Camadas de solidão

12:42:00

    


   Quando me questiono sobre quem sou nunca encontro uma unica resposta. As vezes sou de lua, bipolar e confusa. Choro quando estou nervosa, minha risada as vezes sai um tanto escandalosa. Fico triste por grandes períodos, porém não me defino nem triste,  nem alegre. Não sou um único eu, sou noite e dia ao mesmo tempo. As vezes, sinto tanta empatia que sou incapaz de sentir algo por mim mesma. Choro as dores alheias e me esqueço das minhas. Sinto tudo ao mesmo tempo, por isso me confundo e me angustio. 
    Leio tanto, sempre me esqueço das histórias. Aquelas que já nem sei nomear. Uma parte de mim escreve com fúria. Escrevo para me entender, o que nem ao menos sei descrever. A aflição da escrita aquece meu coração nos dias mais sombrios, tornando tudo em linguagem. Não consigo me enquadrar em uma unica descrição. Sou um turbilhão que nem ao menos consegue esconder toda a sua extensão. Falar de mim é como se jogar no desconhecido, tenho tantas camadas que nunca sei onde vou chegar. Talvez ao escrever chegue mais perto de capturar minha própria essência, mas nunca é o suficiente.
    Não tenho um vazio existencial, sou logo um abismo em expansão.
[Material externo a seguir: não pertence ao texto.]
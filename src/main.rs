// procenv: process environment derivation and executable lookup
//
// SPDX-FileCopyrightText: 2026 Romeo Ahmed
// SPDX-License-Identifier: GPL-3.0-or-later

//! Entry point.
//!
//! ```text
//! cli::parse() --> Config (files, env, flags) --> Logging --> Command Dispatch
//!   Env | Which | Expand | Run | Options | Configs
//! ```

use std::process::ExitCode;

use procenv::cli::global::GlobalOptions;
use procenv::cli::{self, Command};
use procenv::cmd::config::{run_configs_command, run_options_command};
use procenv::cmd::env::{run_env_command, run_expand_command, run_which_command};
use procenv::cmd::run::run_run_command;
use procenv::config::loader::ConfigLoader;
use procenv::config::{Config, ENV_PREFIX, LOCAL_CONFIG_FILE};
use procenv::core::env::store::EnvStore;
use procenv::logging::{LogConfig, init_logging};
use tracing::debug;

use mimalloc::MiMalloc;

#[global_allocator]
static GLOBAL: MiMalloc = MiMalloc;

#[tokio::main]
async fn main() -> ExitCode {
    let cli = cli::parse();

    let loader = build_config_loader(&cli.global);
    let loaded_files = loader.format_loaded_files();
    let config = match load_config(loader, &cli.global) {
        Ok(config) => config,
        Err(e) => {
            eprintln!("Failed to load config: {e:#}");
            return ExitCode::FAILURE;
        }
    };

    let _log_guard = match init_logging(&build_log_config(&config)) {
        Ok(guard) => guard,
        Err(e) => {
            eprintln!("Failed to initialize logging: {e:#}");
            return ExitCode::FAILURE;
        }
    };
    for line in &loaded_files {
        debug!(source = %line, "loaded config");
    }

    dispatch_command(&cli, &config, &loaded_files).await
}

fn build_log_config(config: &Config) -> LogConfig {
    LogConfig::builder()
        .with_console_level(config.global.log_level)
        .maybe_with_log_file(
            config
                .global
                .log_file
                .as_ref()
                .map(|p| p.display().to_string()),
        )
        .build()
}

async fn dispatch_command(cli: &cli::Cli, config: &Config, loaded_files: &[String]) -> ExitCode {
    let result = match &cli.command {
        Some(Command::Options) => {
            run_options_command(config);
            Ok(0)
        }
        Some(Command::Configs) => {
            run_configs_command(loaded_files);
            Ok(0)
        }
        Some(Command::Env { json }) => {
            derive_store(config).and_then(|store| run_env_command(&store, *json).map(|()| 0))
        }
        Some(Command::Which { name }) => {
            derive_store(config).and_then(|store| run_which_command(&store, name).map(|()| 0))
        }
        Some(Command::Expand { template }) => derive_store(config).map(|store| {
            run_expand_command(&store, template);
            0
        }),
        Some(Command::Run { name, args }) => match derive_store(config) {
            Ok(store) => run_run_command(&store, name, args).await,
            Err(e) => Err(e),
        },
        None => {
            eprintln!("No command specified. Use --help for usage information.");
            Err(anyhow::anyhow!("No command specified"))
        }
    };

    match result {
        Ok(code) => ExitCode::from(code),
        Err(e) => {
            eprintln!("Error: {e:#}");
            ExitCode::FAILURE
        }
    }
}

fn build_config_loader(global: &GlobalOptions) -> ConfigLoader {
    let mut loader = ConfigLoader::new();
    for path in &global.configs {
        loader = loader.add_toml_file(path);
    }
    loader
        .add_toml_file_optional(LOCAL_CONFIG_FILE)
        .with_env_prefix(ENV_PREFIX)
}

fn load_config(loader: ConfigLoader, global: &GlobalOptions) -> procenv::error::Result<Config> {
    let mut config = loader.build()?;
    global.apply_to(&mut config);
    Ok(config)
}

fn derive_store(config: &Config) -> procenv::error::Result<EnvStore> {
    Ok(config.env.derive()?)
}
Não consigo tornar mais simples meu ser, a não ser pela escrita  que surge de maneira árdua. Em mais algumas linhas desnudarei minha própria alma. Sou nada tentando ser tudo. Não tenho mais valor do que um animal, isso não é ruim, é o cru. Alguns dizem que tenho uma auto estima elevada, sou quem sou, sem as lamurias da imagem. Se sou assim deve haver uma razão, desconhecida ainda está. Não sei como esclarecer tanta confusão interna enraizada sem conhecer o expoente. Por isso uso as palavras e não os números, não tenho o conhecimento necessário. Sou leiga por mais que me esforce tanto em desvendar.
    Não sou simples, isso é um fato. Sou tão confusa quanto pareço, desapareço. Por isso há sempre uma redoma em minha volta, impedindo minha interação. Sempre deslocada, sozinha em meio de tantos. Nem o prazer me consome, nem o vicio me domina. A conclusão que mais se aproxima da realidade é a que sou diferente. Sim, sou. Sem motivo aparente mais sou.